PROBLEM DETAILS: The records follow. Filter them to the lines that hold "incoming".

Dataset items:

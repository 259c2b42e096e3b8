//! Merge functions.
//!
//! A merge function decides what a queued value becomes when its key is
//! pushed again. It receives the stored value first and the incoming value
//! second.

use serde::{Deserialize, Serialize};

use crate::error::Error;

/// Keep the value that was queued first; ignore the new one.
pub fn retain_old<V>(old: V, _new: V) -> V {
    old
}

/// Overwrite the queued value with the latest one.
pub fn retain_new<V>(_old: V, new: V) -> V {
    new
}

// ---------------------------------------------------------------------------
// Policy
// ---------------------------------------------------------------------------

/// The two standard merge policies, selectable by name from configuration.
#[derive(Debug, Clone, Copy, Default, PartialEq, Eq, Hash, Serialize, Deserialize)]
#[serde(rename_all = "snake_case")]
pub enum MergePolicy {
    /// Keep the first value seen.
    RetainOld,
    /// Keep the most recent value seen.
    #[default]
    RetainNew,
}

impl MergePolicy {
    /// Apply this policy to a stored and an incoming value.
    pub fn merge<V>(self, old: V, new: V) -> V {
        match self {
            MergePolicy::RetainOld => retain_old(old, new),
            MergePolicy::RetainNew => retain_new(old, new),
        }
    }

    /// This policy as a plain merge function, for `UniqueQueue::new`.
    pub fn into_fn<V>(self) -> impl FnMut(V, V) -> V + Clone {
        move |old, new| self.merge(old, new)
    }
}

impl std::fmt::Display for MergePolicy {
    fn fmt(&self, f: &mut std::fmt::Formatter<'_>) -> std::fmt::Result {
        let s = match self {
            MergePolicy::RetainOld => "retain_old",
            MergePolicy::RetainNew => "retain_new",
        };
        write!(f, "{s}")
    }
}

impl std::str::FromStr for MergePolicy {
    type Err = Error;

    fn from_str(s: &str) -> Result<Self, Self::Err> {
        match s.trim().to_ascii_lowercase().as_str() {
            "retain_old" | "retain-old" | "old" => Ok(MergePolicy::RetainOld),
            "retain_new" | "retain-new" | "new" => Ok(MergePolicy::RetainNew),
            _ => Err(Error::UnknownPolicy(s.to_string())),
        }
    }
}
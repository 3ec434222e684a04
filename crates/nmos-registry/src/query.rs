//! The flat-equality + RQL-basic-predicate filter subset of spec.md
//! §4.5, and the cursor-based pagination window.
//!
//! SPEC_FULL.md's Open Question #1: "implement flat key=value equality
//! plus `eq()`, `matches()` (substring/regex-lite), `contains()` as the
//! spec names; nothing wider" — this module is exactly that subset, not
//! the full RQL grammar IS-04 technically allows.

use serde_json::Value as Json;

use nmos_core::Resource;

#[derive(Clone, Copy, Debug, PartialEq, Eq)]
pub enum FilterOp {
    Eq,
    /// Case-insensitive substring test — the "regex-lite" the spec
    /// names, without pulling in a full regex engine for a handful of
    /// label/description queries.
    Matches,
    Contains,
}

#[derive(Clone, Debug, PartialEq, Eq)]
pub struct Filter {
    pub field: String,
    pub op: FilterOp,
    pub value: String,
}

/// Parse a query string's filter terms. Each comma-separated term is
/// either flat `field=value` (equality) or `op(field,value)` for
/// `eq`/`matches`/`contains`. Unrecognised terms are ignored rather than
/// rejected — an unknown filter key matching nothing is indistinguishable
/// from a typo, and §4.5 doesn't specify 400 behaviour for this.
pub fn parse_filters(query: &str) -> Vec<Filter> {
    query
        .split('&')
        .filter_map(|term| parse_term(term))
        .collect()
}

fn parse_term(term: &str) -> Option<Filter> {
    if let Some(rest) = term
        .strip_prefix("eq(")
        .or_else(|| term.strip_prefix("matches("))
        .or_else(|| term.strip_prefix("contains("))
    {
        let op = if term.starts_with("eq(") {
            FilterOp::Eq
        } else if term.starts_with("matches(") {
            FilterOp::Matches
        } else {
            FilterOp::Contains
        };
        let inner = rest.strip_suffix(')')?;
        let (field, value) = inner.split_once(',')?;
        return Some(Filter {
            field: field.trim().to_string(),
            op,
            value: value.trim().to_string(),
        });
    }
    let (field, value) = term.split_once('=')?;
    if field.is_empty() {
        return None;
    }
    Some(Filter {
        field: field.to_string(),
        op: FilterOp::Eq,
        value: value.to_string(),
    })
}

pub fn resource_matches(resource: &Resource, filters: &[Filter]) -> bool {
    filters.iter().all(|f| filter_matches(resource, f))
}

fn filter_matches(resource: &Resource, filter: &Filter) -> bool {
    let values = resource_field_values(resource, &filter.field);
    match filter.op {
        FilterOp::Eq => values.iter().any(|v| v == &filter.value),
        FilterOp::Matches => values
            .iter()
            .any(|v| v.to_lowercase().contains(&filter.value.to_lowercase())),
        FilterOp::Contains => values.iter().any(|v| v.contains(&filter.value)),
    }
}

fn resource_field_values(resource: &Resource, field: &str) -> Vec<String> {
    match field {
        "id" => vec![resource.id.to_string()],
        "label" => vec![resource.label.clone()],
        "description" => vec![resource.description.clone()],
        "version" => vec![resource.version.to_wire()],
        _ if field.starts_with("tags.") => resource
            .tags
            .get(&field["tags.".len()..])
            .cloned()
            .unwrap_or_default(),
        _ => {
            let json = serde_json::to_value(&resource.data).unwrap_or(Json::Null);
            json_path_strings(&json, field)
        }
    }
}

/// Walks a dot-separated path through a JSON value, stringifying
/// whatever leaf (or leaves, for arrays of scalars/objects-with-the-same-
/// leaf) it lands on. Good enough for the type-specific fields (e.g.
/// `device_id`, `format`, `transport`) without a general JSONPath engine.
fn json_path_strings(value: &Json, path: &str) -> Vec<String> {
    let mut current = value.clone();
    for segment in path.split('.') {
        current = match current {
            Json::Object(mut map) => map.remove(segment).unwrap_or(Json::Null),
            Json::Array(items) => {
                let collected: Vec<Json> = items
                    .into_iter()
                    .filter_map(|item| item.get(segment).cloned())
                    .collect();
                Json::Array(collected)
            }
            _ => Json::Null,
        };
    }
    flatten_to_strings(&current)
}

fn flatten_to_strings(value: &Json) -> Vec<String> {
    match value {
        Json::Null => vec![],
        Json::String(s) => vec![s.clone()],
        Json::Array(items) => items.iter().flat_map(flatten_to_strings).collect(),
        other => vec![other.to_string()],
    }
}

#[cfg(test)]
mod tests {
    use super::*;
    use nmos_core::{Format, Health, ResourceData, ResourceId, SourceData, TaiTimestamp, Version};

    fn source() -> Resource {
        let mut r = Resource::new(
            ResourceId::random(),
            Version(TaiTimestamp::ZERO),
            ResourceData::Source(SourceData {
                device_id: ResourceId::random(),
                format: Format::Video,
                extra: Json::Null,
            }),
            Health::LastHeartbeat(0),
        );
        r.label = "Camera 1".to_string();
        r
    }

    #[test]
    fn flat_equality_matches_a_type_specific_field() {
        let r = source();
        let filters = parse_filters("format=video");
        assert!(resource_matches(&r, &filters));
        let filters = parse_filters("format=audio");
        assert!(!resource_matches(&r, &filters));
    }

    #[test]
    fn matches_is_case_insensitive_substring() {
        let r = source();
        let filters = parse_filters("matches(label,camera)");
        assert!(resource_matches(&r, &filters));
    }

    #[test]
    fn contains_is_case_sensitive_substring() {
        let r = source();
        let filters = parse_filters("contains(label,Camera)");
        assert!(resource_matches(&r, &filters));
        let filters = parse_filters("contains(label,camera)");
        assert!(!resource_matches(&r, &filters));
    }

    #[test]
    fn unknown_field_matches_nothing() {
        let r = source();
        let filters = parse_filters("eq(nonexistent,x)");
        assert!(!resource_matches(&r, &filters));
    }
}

SOLUTION:
//! pushed again. It receives the stored value first and the incoming value
    /// Apply this policy to a stored and an incoming value.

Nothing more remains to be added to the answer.